▶ _PROBLEM REQUIREMENTS_
Pull out each line of the records holding the string "TagInfo".

··· GIVEN INFORMATION

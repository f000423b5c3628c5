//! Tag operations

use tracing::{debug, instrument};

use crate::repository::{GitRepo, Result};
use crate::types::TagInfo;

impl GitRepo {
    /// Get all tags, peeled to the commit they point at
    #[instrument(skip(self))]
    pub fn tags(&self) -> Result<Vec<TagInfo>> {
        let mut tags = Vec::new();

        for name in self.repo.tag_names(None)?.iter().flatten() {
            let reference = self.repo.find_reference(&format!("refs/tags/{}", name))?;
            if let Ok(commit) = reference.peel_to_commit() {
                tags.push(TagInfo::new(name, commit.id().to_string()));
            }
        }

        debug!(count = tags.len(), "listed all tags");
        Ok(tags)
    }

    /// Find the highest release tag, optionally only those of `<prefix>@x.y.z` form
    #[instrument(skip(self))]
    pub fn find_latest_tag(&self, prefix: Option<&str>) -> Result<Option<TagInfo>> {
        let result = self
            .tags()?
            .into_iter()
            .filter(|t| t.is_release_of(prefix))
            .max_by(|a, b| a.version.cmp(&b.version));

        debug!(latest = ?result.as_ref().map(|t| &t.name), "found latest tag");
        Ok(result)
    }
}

······
··· GIVEN INFORMATION

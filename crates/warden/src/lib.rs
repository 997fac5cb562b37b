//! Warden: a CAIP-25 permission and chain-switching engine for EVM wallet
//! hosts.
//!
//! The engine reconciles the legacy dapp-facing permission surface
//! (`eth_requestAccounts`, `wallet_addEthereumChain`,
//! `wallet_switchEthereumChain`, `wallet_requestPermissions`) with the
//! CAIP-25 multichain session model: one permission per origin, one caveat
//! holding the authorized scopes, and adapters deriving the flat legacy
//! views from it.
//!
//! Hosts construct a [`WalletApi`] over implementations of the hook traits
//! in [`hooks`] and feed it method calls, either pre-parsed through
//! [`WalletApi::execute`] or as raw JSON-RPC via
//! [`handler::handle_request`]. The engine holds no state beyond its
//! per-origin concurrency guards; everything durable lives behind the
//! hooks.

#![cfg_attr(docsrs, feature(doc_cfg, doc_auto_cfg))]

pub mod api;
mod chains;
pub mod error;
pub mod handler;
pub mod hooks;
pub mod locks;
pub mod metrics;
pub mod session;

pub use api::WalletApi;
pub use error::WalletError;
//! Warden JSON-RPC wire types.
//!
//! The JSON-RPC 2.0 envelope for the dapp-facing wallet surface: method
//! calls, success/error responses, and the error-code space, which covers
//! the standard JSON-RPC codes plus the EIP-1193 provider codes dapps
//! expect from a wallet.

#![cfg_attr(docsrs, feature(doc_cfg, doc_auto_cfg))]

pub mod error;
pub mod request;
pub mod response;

······

▶ _YOUR RESPONSE_
use crate::types::TagInfo;
    pub fn tags(&self) -> Result<Vec<TagInfo>> {
                tags.push(TagInfo::new(name, commit.id().to_string()));
    pub fn find_latest_tag(&self, prefix: Option<&str>) -> Result<Option<TagInfo>> {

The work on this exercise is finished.